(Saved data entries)

===

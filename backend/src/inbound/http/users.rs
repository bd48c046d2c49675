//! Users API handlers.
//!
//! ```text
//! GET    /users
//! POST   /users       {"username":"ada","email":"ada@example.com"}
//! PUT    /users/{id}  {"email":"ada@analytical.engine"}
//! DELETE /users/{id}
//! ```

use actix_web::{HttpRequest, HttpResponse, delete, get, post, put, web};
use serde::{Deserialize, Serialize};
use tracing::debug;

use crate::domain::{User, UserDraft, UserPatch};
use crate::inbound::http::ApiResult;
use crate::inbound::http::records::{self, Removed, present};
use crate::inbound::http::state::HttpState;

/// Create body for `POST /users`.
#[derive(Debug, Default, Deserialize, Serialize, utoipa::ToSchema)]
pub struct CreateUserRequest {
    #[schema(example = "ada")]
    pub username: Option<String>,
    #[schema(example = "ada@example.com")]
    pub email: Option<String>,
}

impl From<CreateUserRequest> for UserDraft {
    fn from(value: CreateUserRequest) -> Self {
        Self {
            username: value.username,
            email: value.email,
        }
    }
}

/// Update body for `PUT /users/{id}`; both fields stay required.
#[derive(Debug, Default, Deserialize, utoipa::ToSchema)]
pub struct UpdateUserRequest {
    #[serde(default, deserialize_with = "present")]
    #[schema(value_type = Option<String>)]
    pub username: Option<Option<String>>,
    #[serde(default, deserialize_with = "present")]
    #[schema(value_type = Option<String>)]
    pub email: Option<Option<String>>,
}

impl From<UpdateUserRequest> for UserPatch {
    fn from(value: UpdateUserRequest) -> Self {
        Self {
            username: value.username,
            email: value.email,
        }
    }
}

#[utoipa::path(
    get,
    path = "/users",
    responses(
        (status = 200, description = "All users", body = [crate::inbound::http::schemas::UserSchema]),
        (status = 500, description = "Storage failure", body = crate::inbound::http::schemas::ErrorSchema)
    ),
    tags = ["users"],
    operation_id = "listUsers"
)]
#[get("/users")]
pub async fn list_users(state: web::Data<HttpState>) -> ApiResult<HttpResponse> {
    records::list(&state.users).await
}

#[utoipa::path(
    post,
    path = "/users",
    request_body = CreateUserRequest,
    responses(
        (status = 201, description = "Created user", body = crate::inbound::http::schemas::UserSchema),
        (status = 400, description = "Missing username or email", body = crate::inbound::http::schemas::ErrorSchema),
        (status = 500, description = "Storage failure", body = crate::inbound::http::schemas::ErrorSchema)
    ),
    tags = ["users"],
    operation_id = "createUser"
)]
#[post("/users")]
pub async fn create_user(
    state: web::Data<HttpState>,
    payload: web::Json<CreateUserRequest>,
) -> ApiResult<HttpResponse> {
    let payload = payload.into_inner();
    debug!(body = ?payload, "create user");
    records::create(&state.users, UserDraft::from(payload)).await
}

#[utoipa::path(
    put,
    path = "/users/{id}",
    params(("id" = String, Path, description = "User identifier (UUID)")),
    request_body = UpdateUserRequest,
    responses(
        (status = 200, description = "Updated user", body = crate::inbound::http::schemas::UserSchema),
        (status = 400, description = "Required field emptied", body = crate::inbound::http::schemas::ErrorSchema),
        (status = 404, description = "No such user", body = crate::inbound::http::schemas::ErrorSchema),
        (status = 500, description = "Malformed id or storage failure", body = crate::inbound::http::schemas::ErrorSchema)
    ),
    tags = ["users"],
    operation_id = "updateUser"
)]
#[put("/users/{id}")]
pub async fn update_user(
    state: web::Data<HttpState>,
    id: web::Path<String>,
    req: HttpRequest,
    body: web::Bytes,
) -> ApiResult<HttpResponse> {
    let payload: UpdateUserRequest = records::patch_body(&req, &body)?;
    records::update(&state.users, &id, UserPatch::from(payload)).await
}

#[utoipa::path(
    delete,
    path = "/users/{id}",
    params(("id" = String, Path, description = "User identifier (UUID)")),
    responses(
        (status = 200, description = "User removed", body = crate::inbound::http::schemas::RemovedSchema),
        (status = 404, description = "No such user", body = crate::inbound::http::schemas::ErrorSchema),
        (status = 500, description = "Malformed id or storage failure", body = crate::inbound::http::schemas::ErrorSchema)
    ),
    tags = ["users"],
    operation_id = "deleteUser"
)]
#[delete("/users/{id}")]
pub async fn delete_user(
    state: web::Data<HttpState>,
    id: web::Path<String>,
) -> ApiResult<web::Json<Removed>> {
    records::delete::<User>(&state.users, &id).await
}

===

▶ **Brief**:
Wherever a line contains the string "HttpRequest", copy that line from the data.

▶ **Result for this task**:
use actix_web::{HttpRequest, HttpResponse, delete, get, post, put, web};
    req: HttpRequest,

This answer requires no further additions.